Exxon Shipped 5 Million Gallons Of Bad Fuel To Stations

The ExxonMobil facility in Baton Rouge (photo: John Hanley)

The ExxonMobil facility in Baton Rouge (photo: John Hanley)

An ExxonMobil facility in Louisiana has been partially shut down this week while the company investigated what was causing complaints of gummed-up intake valves from area customers who fueled up with Exxon gasoline. A new report says that some 5 million gallons of the bad gas, enough to fill up hundreds of thousands of cars, was shipped out to gas stations.

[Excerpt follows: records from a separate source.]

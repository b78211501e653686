//! Gift field rules.

use rust_decimal::Decimal;
use validator::ValidationError;

/// Maximum length of a gift name in characters.
pub const MAX_GIFT_NAME_LENGTH: u64 = 100;

/// Number of fractional digits stored for a price.
pub const PRICE_SCALE: u32 = 2;

/// Exclusive upper bound on a price: the stored column holds at most eight
/// integer digits.
pub const PRICE_LIMIT: Decimal = Decimal::from_parts(100_000_000, 0, 0, false, 0);

/// Link schemes a registry entry may point at.
const LINK_SCHEMES: [&str; 2] = ["http://", "https://"];

/// Prices must be non-negative, below [`PRICE_LIMIT`] and have at most two
/// decimal places.
pub fn validate_price(price: &Decimal) -> Result<(), ValidationError> {
    if price.is_sign_negative() && !price.is_zero() {
        return Err(ValidationError::new("price_negative")
            .with_message("Price must not be negative".into()));
    }
    if *price >= PRICE_LIMIT {
        return Err(ValidationError::new("price_too_large")
            .with_message("Price must be below 100000000".into()));
    }
    if price.normalize().scale() > PRICE_SCALE {
        return Err(ValidationError::new("price_scale")
            .with_message("Price must have at most 2 decimal places".into()));
    }
    Ok(())
}

/// Links are rendered as `href`s, so only web URLs are accepted.
pub fn validate_link(link: &str) -> Result<(), ValidationError> {
    let lower = link.trim_start().to_ascii_lowercase();
    if LINK_SCHEMES.iter().any(|scheme| lower.starts_with(scheme)) {
        Ok(())
    } else {
        Err(ValidationError::new("link_scheme")
            .with_message("Link must start with http:// or https://".into()))
    }
}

Louisiana’s commissioner of agriculture and forestry tells The Advocate that two batches of the problem fuel, totaling 120,000 barrels of gasoline, were sent out in mid-March from the ExxonMobil facility in Baton Rouge.

On Wednesday, the company shut down the gasoline loading racks at that terminal to investigate a “potential issue” with fuel that had been sold nearby. There had been increased complaints about gummed-up engines in recent weeks.

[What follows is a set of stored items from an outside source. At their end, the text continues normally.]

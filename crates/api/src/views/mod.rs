//! Server-side HTML rendering.
//!
//! Every view is a plain function from records to a `String`. Full pages wrap
//! their body in [`layout`]; `*_partial` functions return the fragment htmx
//! swaps into an existing page. All interpolated text goes through
//! [`escape`].

pub mod gift;
pub mod guest;
pub mod party;

use std::fmt::Write;

/// htmx bundle loaded by every full page.
const HTMX_SRC: &str = "https://unpkg.com/htmx.org@2.0.4";

/// Escape text for use in HTML element content and quoted attributes.
pub fn escape(input: &str) -> String {
    let mut out = String::with_capacity(input.len());
    for c in input.chars() {
        match c {
            '&' => out.push_str("&amp;"),
            '<' => out.push_str("&lt;"),
            '>' => out.push_str("&gt;"),
            '"' => out.push_str("&quot;"),
            '\'' => out.push_str("&#x27;"),
            _ => out.push(c),
        }
    }
    out
}

/// Wrap `body` in the shared document shell.
pub fn layout(title: &str, body: &str) -> String {
    let mut html = String::new();
    let _ = write!(
        html,
        r#"<!DOCTYPE html>
<html lang="en">
<head>
<meta charset="utf-8">
<meta name="viewport" content="width=device-width, initial-scale=1">
<title>{title}</title>
<script src="{HTMX_SRC}"></script>
</head>
<body>
<header><a href="/">Upcoming parties</a> | <a href="/party/new">New party</a></header>
<main>
{body}
</main>
</body>
</html>
"#,
        title = escape(title),
    );
    html
}

/// Fragment rendered for any failed request.
pub fn error_fragment(code: &str, message: &str) -> String {
    format!(
        r#"<div class="error" role="alert" data-code="{}">{}</div>"#,
        escape(code),
        escape(message)
    )
}

#[cfg(test)]
mod tests {
    use super::*;

    #[test]
    fn escape_replaces_markup_characters() {
        assert_eq!(
            escape(r#"<a href="x">Tom & 'Jerry'</a>"#),
            "&lt;a href=&quot;x&quot;&gt;Tom &amp; &#x27;Jerry&#x27;&lt;/a&gt;"
        );
    }

    #[test]
    fn escape_leaves_plain_text_alone() {
        assert_eq!(escape("Anna Smith"), "Anna Smith");
    }

    #[test]
    fn layout_escapes_title_and_loads_htmx() {
        let html = layout("<Party>", "<p>body</p>");
        assert!(html.contains("<title>&lt;Party&gt;</title>"));
        assert!(html.contains(HTMX_SRC));
        assert!(html.contains("<p>body</p>"));
    }

    #[test]
    fn error_fragment_carries_code() {
        let html = error_fragment("NOT_FOUND", "Gift <x> missing");
        assert!(html.contains(r#"data-code="NOT_FOUND""#));
        assert!(html.contains("Gift &lt;x&gt; missing"));
    }
}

One service station employee told The Advocate that he’d recently had about 40 to 50 people come in with gripes about their vehicles not starting right in the morning. The commissioner says his office has received 24 such complaints from people in the Baton Rouge area.

“What we think is something got in the fuel that shouldn’t have gotten in,” said the commissioner, whose department is now testing gasoline for possible culprits. “We need to know exactly what compound we are dealing with.”

Exxon believes that subsequent shipments of non-bad gasoline in the weeks since the problem fuel went out, so the bad stuff should be gone by now. The Baton Rouge terminal supplies fuel not just to ExxonMobil-branded stations but to other service stations that buy fuel from third-party suppliers. That terminal alone provides about 50% of the gasoline sold in the Baton Rouge area.

“We are taking this matter seriously and are investigating the issue to determine the cause,” ExxonMobil said in a statement. “We want customers to know that the fuel currently at stations meets Louisiana’s stringent regulatory requirements and is safe for use in vehicles.”